Garrison information
- Current commander: Colonel Phillip Rennison
- Garrison: 3 Wing

Airfield information
- Identifiers: IATA: YBG, ICAO: CYBG, WMO: 717270
- Elevation: 159 m (522 ft) AMSL
Runways
| Direction | Length and surface |
| 11/29 | 3,000 m (10,000 ft) asphalt / concrete |
| 18/36 | 1,838 m (6,029 ft) asphalt |

= CFB Bagotville =

Royal Canadian Air Force base in Quebec

Canadian Forces Base Bagotville , commonly referred to as CFB Bagotville, and also known as Bagotville Airport or Saguenay-Bagotville Airport, is a Canadian Forces base 4.5 NM west of Bagotville in the city of Saguenay. Located in the centre of Quebec, less than 200 km north of Quebec City, CFB Bagotville is operated as an air force base by the Royal Canadian Air Force (RCAF) and is one of two bases in the country using the CF-18 Hornet fighter/interceptor, the other being CFB Cold Lake. Its primary RCAF lodger units are 2 Wing and 3 Wing.

CFB Bagotville's airfield is also used by civilian aircraft, with civilian operations at the base referring to the facility as Saguenay-Bagotville Airport (Aéroport Saguenay-Bagotville). The airport is classified as an airport of entry by Nav Canada and is staffed by the Canada Border Services Agency (CBSA).

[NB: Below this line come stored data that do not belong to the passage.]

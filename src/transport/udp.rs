//! Connected UDP endpoint.
//!
//! One datagram socket bound to the source tuple and connected to the
//! destination tuple. Connecting pins the peer so `send`/`recv` need no
//! per-message address, and lets kernel-level ICMP unreachable surface as
//! `ECONNREFUSED` on a later call, which callers must treat as transient.
//!
//! The receive timeout is mandatory: it bounds how long the RX worker can
//! sit in a blocking `recv` before re-checking the shutdown flag.

use std::net::{SocketAddrV4, UdpSocket};
use std::sync::Arc;
use std::time::Duration;

use socket2::{Domain, Protocol, Socket, Type};
use tracing::{debug, warn};

use crate::error::{Result, TransportError};

/// Socket configuration options.
#[derive(Debug, Clone)]
pub struct SocketConfig {
    /// Kernel send buffer size (`SO_SNDBUF`).
    pub send_buffer_size: usize,
    /// Kernel receive buffer size (`SO_RCVBUF`).
    pub recv_buffer_size: usize,
    /// Whether to set `SO_REUSEADDR` before bind.
    pub reuse_addr: bool,
    /// Blocking receive timeout (`SO_RCVTIMEO`).
    pub recv_timeout: Duration,
}

impl Default for SocketConfig {
    fn default() -> Self {
        Self {
            send_buffer_size: 1024 * 1024,
            recv_buffer_size: 2 * 1024 * 1024,
            reuse_addr: true,
            recv_timeout: Duration::from_millis(100),
        }
    }
}

/// A bound, connected IPv4/UDP socket.
pub struct UdpEndpoint {
    socket: Arc<UdpSocket>,
    local_addr: SocketAddrV4,
    peer_addr: SocketAddrV4,
}

impl UdpEndpoint {
    /// Create a socket bound to `src` and connected to `dst`.
    pub fn connect(src: SocketAddrV4, dst: SocketAddrV4, config: &SocketConfig) -> Result<Self> {
        let socket = Socket::new(Domain::IPV4, Type::DGRAM, Some(Protocol::UDP))
            .map_err(TransportError::SocketCreate)?;

        configure_socket(&socket, config);

        socket
            .bind(&std::net::SocketAddr::V4(src).into())
            .map_err(|e| TransportError::Bind {
                addr: src,
                source: e,
            })?;

        socket
            .connect(&std::net::SocketAddr::V4(dst).into())
            .map_err(|e| TransportError::Connect {
                addr: dst,
                source: e,
            })?;

        let socket: UdpSocket = socket.into();

        debug!(%src, %dst, "UDP endpoint connected");

        Ok(Self {
            socket: Arc::new(socket),
            local_addr: src,
            peer_addr: dst,
        })
    }

    /// Send a datagram to the connected peer.
    pub fn send(&self, data: &[u8]) -> std::io::Result<usize> {
        self.socket.send(data)
    }

    /// Receive a datagram into `buf`, blocking up to the receive timeout.
    pub fn recv(&self, buf: &mut [u8]) -> std::io::Result<usize> {
        self.socket.recv(buf)
    }

    /// Shared handle to the underlying socket.
    ///
    /// The socket is safe to share between the RX and TX workers as long as
    /// each side sticks to its own direction; the kernel serializes.
    pub fn socket(&self) -> Arc<UdpSocket> {
        Arc::clone(&self.socket)
    }

    /// Local bind address.
    pub fn local_addr(&self) -> SocketAddrV4 {
        self.local_addr
    }

    /// Connected peer address.
    pub fn peer_addr(&self) -> SocketAddrV4 {
        self.peer_addr
    }
}

/// Apply buffer sizes, address reuse, and the receive timeout.
///
/// Buffer-size failures are logged and non-fatal: the kernel clamps to its
/// limits and the link still works, just with less headroom.
fn configure_socket(socket: &Socket, config: &SocketConfig) {
    if config.reuse_addr {
        if let Err(e) = socket.set_reuse_address(true) {
            warn!("failed to set SO_REUSEADDR: {e}");
        }
    }

    if let Err(e) = socket.set_recv_buffer_size(config.recv_buffer_size) {
        warn!(
            "failed to set SO_RCVBUF to {} bytes: {e}",
            config.recv_buffer_size
        );
    } else if let Ok(actual) = socket.recv_buffer_size() {
        debug!(
            "SO_RCVBUF set to {actual} bytes (requested {})",
            config.recv_buffer_size
        );
    }

    if let Err(e) = socket.set_send_buffer_size(config.send_buffer_size) {
        warn!(
            "failed to set SO_SNDBUF to {} bytes: {e}",
            config.send_buffer_size
        );
    } else if let Ok(actual) = socket.send_buffer_size() {
        debug!(
            "SO_SNDBUF set to {actual} bytes (requested {})",
            config.send_buffer_size
        );
    }

    if let Err(e) = socket.set_read_timeout(Some(config.recv_timeout)) {
        warn!("failed to set SO_RCVTIMEO: {e}");
    }
}

/// Check whether a socket error is transient for the receive loop.
///
/// `WouldBlock`/`TimedOut` cover the receive timeout (`EAGAIN`,
/// `EWOULDBLOCK`), `Interrupted` covers `EINTR`, and `ConnectionRefused`
/// covers the ICMP unreachable surfaced by a connected UDP socket while
/// the peer is down.
pub(crate) fn is_transient(kind: std::io::ErrorKind) -> bool {
    matches!(
        kind,
        std::io::ErrorKind::WouldBlock
            | std::io::ErrorKind::TimedOut
            | std::io::ErrorKind::Interrupted
            | std::io::ErrorKind::ConnectionRefused
    )
}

CBSA officers can handle civilian aircraft with no more than 30 passengers between 0800-1630 on weekdays.

As of 2018, approximately 1,700 military and civilian people work at CFB Bagotville.

A quick reaction facility is being built to support the new Lockheed Martin F-35 Lightning II fighters.

==History==
===World War II (1941–1945)===
At the height of the Second World War, the RCAF selected a relatively level farming area at the head of navigable waters in the Saguenay River to be the site of several aerodromes during 1941. This area was considered useful for RCAF purposes, given the amount of cleared land in the region, its relative geographic isolation and proximity to the deepwater port of Port-Alfred, as well as access to the adjacent railway network. Construction began that summer and continued through the winter and following spring on RCAF Station St-Honoré near Chicoutimi and RCAF Station Bagotville in La Baie.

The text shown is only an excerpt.